There is a knot in my gut. A chill in my head.
As I make my way past the comic store, donut shops, and convenience stores a memory begins to trigger, each landmark wired to a nerve. As I cross the street beside a Japanese couple, a negative tide rises around me. A realization that the psychic and emotional detrius packed into this street, this route home, is about to make my walk back into an unwanted return to memory. It’s the chill, the lights of the night. My other reunions with this street, warm and sunlit, among crowds of others sheltered me and warded off the scent of sweet romanticism.
Now, my hands are numb with cold, my ears keep only the company of the dead activity that is 11pm Tuesday. A gut irrationality latches onto my dejection and a I fear that the last train out will have already left when I arrive at the station. I’m struck with the image of myself outside the closed down Metra, battered by the winds of the city until the sun return and the station reopens. The thought of spending hours in my own company opens the floodgates to bitter memories and hopeless alternate realities repressed. Glass and steel behemoths at my side cloak me in their reflected shadows. Tears ache to be let loose. I manage to escape them by focusing on the uncoordinated rhythms of my steps.
Then the opera house comes into view, and when I’ve finally taken the last step over the bridge and reach the corner of Clinton—the tide of collective memory surges upwards and submerges my mind.

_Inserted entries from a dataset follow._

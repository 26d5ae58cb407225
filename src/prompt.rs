//! Auth prompt tracker (spec.md §4.5 "Auth prompt tracker"): pending
//! prompts keyed by UUID v4, a per-socket cap, and per-prompt timeouts.
//! Response validation enforces ownership, expiry, declared-button
//! membership, and rejects HTML-like content in free-text inputs.

use std::collections::HashMap;
use std::time::{Duration, Instant};

use uuid::Uuid;

use crate::error::GatewayError;

pub const DEFAULT_PER_SOCKET_CAP: usize = 8;
pub const DEFAULT_PROMPT_TIMEOUT: Duration = Duration::from_secs(30);
const MAX_INPUT_FIELD_LEN: usize = 4096;

#[derive(Debug, Clone)]
pub struct PendingPrompt {
    pub id: String,
    pub buttons: Vec<String>,
    pub input_keys: Vec<String>,
    pub created_at: Instant,
    pub timeout: Duration,
}

impl PendingPrompt {
    fn is_expired(&self) -> bool {
        self.created_at.elapsed() > self.timeout
    }
}

/// One client socket's set of pending prompts.
#[derive(Debug, Default)]
pub struct PromptTracker {
    pending: HashMap<String, PendingPrompt>,
    cap: usize,
}

#[derive(Debug, Clone)]
pub struct PromptResponseInput {
    pub id: String,
    pub action: String,
    pub inputs: HashMap<String, String>,
}

impl PromptTracker {
    pub fn new() -> Self {
        Self {
            pending: HashMap::new(),
            cap: DEFAULT_PER_SOCKET_CAP,
        }
    }

    /// Registers a new prompt, returning its id. Fails closed (a
    /// `PolicyError`) once the per-socket cap is reached rather than
    /// silently evicting an older prompt.
    pub fn register(
        &mut self,
        buttons: Vec<String>,
        input_keys: Vec<String>,
        timeout: Duration,
    ) -> Result<String, GatewayError> {
        self.evict_expired();
        if self.pending.len() >= self.cap {
            return Err(GatewayError::policy("too many pending prompts for this socket"));
        }
        let id = Uuid::new_v4().to_string();
        self.pending.insert(
            id.clone(),
            PendingPrompt {
                id: id.clone(),
                buttons,
                input_keys,
                created_at: Instant::now(),
                timeout,
            },
        );
        Ok(id)
    }

    fn evict_expired(&mut self) {
        self.pending.retain(|_, p| !p.is_expired());
    }

    /// The declared input field names for a still-pending prompt, without
    /// consuming it. Callers use this to turn a positional response (the
    /// wire payload carries input values, not a keyed map) into the keyed
    /// `inputs` map [`Self::resolve`] validates against.
    pub fn input_keys_for(&self, id: &str) -> Option<Vec<String>> {
        self.pending.get(id).map(|p| p.input_keys.clone())
    }

    /// Validates and consumes a response. On success the prompt is
    /// removed regardless of outcome (a prompt answers exactly once).
    pub fn resolve(&mut self, response: &PromptResponseInput) -> Result<(), GatewayError> {
        let Some(prompt) = self.pending.remove(&response.id) else {
            return Err(GatewayError::validation("unknown or already-resolved prompt id"));
        };

        if prompt.is_expired() {
            return Err(GatewayError::Timeout(prompt.timeout));
        }

        let allowed_actions: Vec<&str> = prompt
            .buttons
            .iter()
            .map(String::as_str)
            .chain(["dismissed", "timeout"])
            .collect();
        if !allowed_actions.contains(&response.action.as_str()) {
            return Err(GatewayError::validation(format!(
                "action {:?} not among declared buttons",
                response.action
            )));
        }

        if response.action == "dismissed" || response.action == "timeout" {
            return Ok(());
        }

        for key in &prompt.input_keys {
            let Some(value) = response.inputs.get(key) else {
                return Err(GatewayError::validation(format!("missing required input {key:?}")));
            };
            if value.is_empty() {
                return Err(GatewayError::validation(format!("input {key:?} must not be empty")));
            }
            if value.len() > MAX_INPUT_FIELD_LEN {
                return Err(GatewayError::validation(format!("input {key:?} exceeds length cap")));
            }
            if contains_html_like(value) {
                return Err(GatewayError::validation(format!("input {key:?} contains HTML-like content")));
            }
        }

        for key in response.inputs.keys() {
            if !prompt.input_keys.contains(key) {
                return Err(GatewayError::validation(format!("undeclared input key {key:?}")));
            }
        }

        Ok(())
    }

    pub fn pending_count(&self) -> usize {
        self.pending.len()
    }
}

fn contains_html_like(value: &str) -> bool {
    let mut chars = value.chars().peekable();
    while let Some(c) = chars.next() {
        if c == '<' {
            if let Some(&next) = chars.peek() {
                if next.is_ascii_alphabetic() || next == '/' || next == '!' {
                    return true;
                }
            }
        }
    }
    false
}

#[cfg(test)]
mod tests {
    use super::*;

    #[test]
    fn register_then_resolve_happy_path() {
        let mut tracker = PromptTracker::new();
        let id = tracker
            .register(vec!["ok".into(), "cancel".into()], vec!["password".into()], DEFAULT_PROMPT_TIMEOUT)
            .unwrap();

        let mut inputs = HashMap::new();
        inputs.insert("password".to_string(), "hunter2".to_string());
        let response = PromptResponseInput { id, action: "ok".into(), inputs };
        assert!(tracker.resolve(&response).is_ok());
        assert_eq!(tracker.pending_count(), 0);
    }

    #[test]
    fn unknown_id_is_rejected() {
        let mut tracker = PromptTracker::new();
        let response = PromptResponseInput {
            id: "not-a-real-id".into(),
            action: "ok".into(),
            inputs: HashMap::new(),
        };
        assert!(tracker.resolve(&response).is_err());
    }

    #[test]
    fn action_outside_declared_buttons_is_rejected() {
        let mut tracker = PromptTracker::new();
        let id = tracker.register(vec!["ok".into()], vec![], DEFAULT_PROMPT_TIMEOUT).unwrap();
        let response = PromptResponseInput { id, action: "nope".into(), inputs: HashMap::new() };
        assert!(tracker.resolve(&response).is_err());
    }

    #[test]
    fn dismissed_and_timeout_are_always_allowed() {
        let mut tracker = PromptTracker::new();
        let id = tracker.register(vec!["ok".into()], vec!["password".into()], DEFAULT_PROMPT_TIMEOUT).unwrap();
        let response = PromptResponseInput { id, action: "dismissed".into(), inputs: HashMap::new() };
        assert!(tracker.resolve(&response).is_ok());
    }

    #[test]
    fn expired_prompt_is_rejected() {
        let mut tracker = PromptTracker::new();
        let id = tracker.register(vec!["ok".into()], vec![], Duration::from_millis(1)).unwrap();
        std::thread::sleep(Duration::from_millis(5));
        let response = PromptResponseInput { id, action: "ok".into(), inputs: HashMap::new() };
        assert!(tracker.resolve(&response).is_err());
    }

    #[test]
    fn html_like_content_is_rejected() {
        let mut tracker = PromptTracker::new();
        let id = tracker.register(vec!["ok".into()], vec!["note".into()], DEFAULT_PROMPT_TIMEOUT).unwrap();
        let mut inputs = HashMap::new();
        inputs.insert("note".to_string(), "<script>alert(1)</script>".to_string());
        let response = PromptResponseInput { id, action: "ok".into(), inputs };
        assert!(tracker.resolve(&response).is_err());
    }

    #[test]
    fn undeclared_input_key_is_rejected() {
        let mut tracker = PromptTracker::new();
        let id = tracker.register(vec!["ok".into()], vec!["password".into()], DEFAULT_PROMPT_TIMEOUT).unwrap();
        let mut inputs = HashMap::new();
        inputs.insert("password".to_string(), "hunter2".to_string());
        inputs.insert("extra".to_string(), "sneaky".to_string());
        let response = PromptResponseInput { id, action: "ok".into(), inputs };
        assert!(tracker.resolve(&response).is_err());
    }

    #[test]
    fn input_keys_for_returns_declared_keys_without_consuming() {
        let mut tracker = PromptTracker::new();
        let id = tracker
            .register(vec!["ok".into(), "cancel".into()], vec!["username".into(), "password".into()], DEFAULT_PROMPT_TIMEOUT)
            .unwrap();
        assert_eq!(tracker.input_keys_for(&id), Some(vec!["username".to_string(), "password".to_string()]));
        assert_eq!(tracker.pending_count(), 1);
        assert_eq!(tracker.input_keys_for("unknown-id"), None);
    }

    #[test]
    fn cap_is_enforced() {
        let mut tracker = PromptTracker::new();
        for _ in 0..DEFAULT_PER_SOCKET_CAP {
            tracker.register(vec!["ok".into()], vec![], DEFAULT_PROMPT_TIMEOUT).unwrap();
        }
        assert!(tracker.register(vec!["ok".into()], vec![], DEFAULT_PROMPT_TIMEOUT).is_err());
    }
}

The warmth of her hand. The points along the street we mapped with our kisses. A brilliantly timed secret phone call, setting off a ringtone to deliver the punchline. The way she tiptoed for an item right above her reach in the store on this very corner. The goodbyes I always dreaded as we’d sit there holding hands in our absurdly matching sweaters, waiting for her train.
I buy my ticket from an uninterested attendant at the window and take the quarter that is my change. The train is already boarding. Memories of family waiting at the station, an anxious return to my place at home. A somber face stares back from the reflection of my window. This time there will be only sorrow songs of intimacy and brisk drive home waiting for me.